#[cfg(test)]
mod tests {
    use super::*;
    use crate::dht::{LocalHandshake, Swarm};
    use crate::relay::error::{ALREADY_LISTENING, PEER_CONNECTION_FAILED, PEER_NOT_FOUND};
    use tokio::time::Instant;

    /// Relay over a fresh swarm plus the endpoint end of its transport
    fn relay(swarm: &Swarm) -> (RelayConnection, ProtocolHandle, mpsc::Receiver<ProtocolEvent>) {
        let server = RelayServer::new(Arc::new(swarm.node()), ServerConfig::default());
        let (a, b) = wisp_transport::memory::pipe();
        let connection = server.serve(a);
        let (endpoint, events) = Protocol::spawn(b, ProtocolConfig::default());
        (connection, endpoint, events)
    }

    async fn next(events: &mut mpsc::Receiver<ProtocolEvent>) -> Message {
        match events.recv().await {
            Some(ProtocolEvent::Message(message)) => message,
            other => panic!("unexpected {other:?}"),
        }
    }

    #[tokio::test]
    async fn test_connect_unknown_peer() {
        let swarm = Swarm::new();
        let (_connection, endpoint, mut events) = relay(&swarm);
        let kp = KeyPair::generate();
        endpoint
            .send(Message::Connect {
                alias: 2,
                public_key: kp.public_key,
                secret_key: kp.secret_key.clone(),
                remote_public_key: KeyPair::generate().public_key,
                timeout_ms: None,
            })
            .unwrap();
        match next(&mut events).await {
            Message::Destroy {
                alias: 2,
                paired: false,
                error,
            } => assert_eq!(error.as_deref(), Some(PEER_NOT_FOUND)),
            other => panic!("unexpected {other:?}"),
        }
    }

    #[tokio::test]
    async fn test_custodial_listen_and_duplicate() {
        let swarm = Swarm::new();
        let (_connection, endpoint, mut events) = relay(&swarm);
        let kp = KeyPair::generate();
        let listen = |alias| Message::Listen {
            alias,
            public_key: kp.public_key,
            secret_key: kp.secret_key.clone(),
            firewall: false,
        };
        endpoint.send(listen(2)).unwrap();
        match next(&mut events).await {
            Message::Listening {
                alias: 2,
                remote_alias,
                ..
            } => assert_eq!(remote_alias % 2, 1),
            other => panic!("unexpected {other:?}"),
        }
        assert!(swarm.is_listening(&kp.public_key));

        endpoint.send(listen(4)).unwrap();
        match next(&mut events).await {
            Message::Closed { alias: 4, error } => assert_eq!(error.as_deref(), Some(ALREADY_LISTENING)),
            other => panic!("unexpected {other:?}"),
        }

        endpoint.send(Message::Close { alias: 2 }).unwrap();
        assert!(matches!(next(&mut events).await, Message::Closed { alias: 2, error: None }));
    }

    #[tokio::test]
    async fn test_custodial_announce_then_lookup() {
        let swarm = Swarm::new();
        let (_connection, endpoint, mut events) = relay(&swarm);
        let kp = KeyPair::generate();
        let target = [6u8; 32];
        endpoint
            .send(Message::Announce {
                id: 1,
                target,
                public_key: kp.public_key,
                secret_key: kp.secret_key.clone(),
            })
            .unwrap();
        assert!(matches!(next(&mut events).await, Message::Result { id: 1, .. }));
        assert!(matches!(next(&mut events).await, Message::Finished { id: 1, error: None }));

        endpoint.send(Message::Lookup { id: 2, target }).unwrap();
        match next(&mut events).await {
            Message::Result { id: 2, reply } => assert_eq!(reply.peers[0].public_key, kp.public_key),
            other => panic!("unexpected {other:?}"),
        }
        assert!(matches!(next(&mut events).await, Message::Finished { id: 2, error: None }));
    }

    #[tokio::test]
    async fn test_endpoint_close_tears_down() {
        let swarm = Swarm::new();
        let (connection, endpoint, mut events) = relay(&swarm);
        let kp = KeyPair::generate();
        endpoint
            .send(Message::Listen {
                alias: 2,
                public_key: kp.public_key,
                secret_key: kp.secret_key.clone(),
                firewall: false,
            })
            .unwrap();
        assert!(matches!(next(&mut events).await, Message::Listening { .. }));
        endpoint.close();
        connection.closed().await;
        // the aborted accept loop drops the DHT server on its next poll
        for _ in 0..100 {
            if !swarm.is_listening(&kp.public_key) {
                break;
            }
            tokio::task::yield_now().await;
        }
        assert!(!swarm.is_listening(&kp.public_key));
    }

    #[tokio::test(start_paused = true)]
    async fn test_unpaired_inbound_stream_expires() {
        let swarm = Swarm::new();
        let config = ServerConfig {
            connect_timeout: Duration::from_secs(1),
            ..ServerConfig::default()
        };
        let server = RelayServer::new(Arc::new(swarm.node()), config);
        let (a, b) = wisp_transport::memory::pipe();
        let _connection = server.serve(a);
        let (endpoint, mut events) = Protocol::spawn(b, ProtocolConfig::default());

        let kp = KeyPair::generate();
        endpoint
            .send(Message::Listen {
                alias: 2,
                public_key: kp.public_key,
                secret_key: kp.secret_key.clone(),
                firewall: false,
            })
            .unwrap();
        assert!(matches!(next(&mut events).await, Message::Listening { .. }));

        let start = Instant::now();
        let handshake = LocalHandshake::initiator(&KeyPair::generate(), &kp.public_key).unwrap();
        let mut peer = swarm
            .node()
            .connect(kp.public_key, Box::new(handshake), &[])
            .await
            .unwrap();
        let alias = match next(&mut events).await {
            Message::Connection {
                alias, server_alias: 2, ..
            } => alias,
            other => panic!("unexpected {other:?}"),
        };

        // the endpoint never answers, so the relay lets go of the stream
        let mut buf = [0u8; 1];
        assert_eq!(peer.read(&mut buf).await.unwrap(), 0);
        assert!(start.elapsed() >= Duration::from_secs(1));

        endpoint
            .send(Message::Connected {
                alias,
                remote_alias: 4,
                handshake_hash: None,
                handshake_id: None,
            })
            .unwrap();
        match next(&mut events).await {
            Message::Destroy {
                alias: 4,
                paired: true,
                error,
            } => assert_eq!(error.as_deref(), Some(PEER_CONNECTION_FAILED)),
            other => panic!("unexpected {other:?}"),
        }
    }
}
⁂
Check the entries above for the word "Finished" and copy every line where it turns up.

### ANSWER SECTION:
        assert!(matches!(next(&mut events).await, Message::Finished { id: 1, error: None }));
        assert!(matches!(next(&mut events).await, Message::Finished { id: 2, error: None }));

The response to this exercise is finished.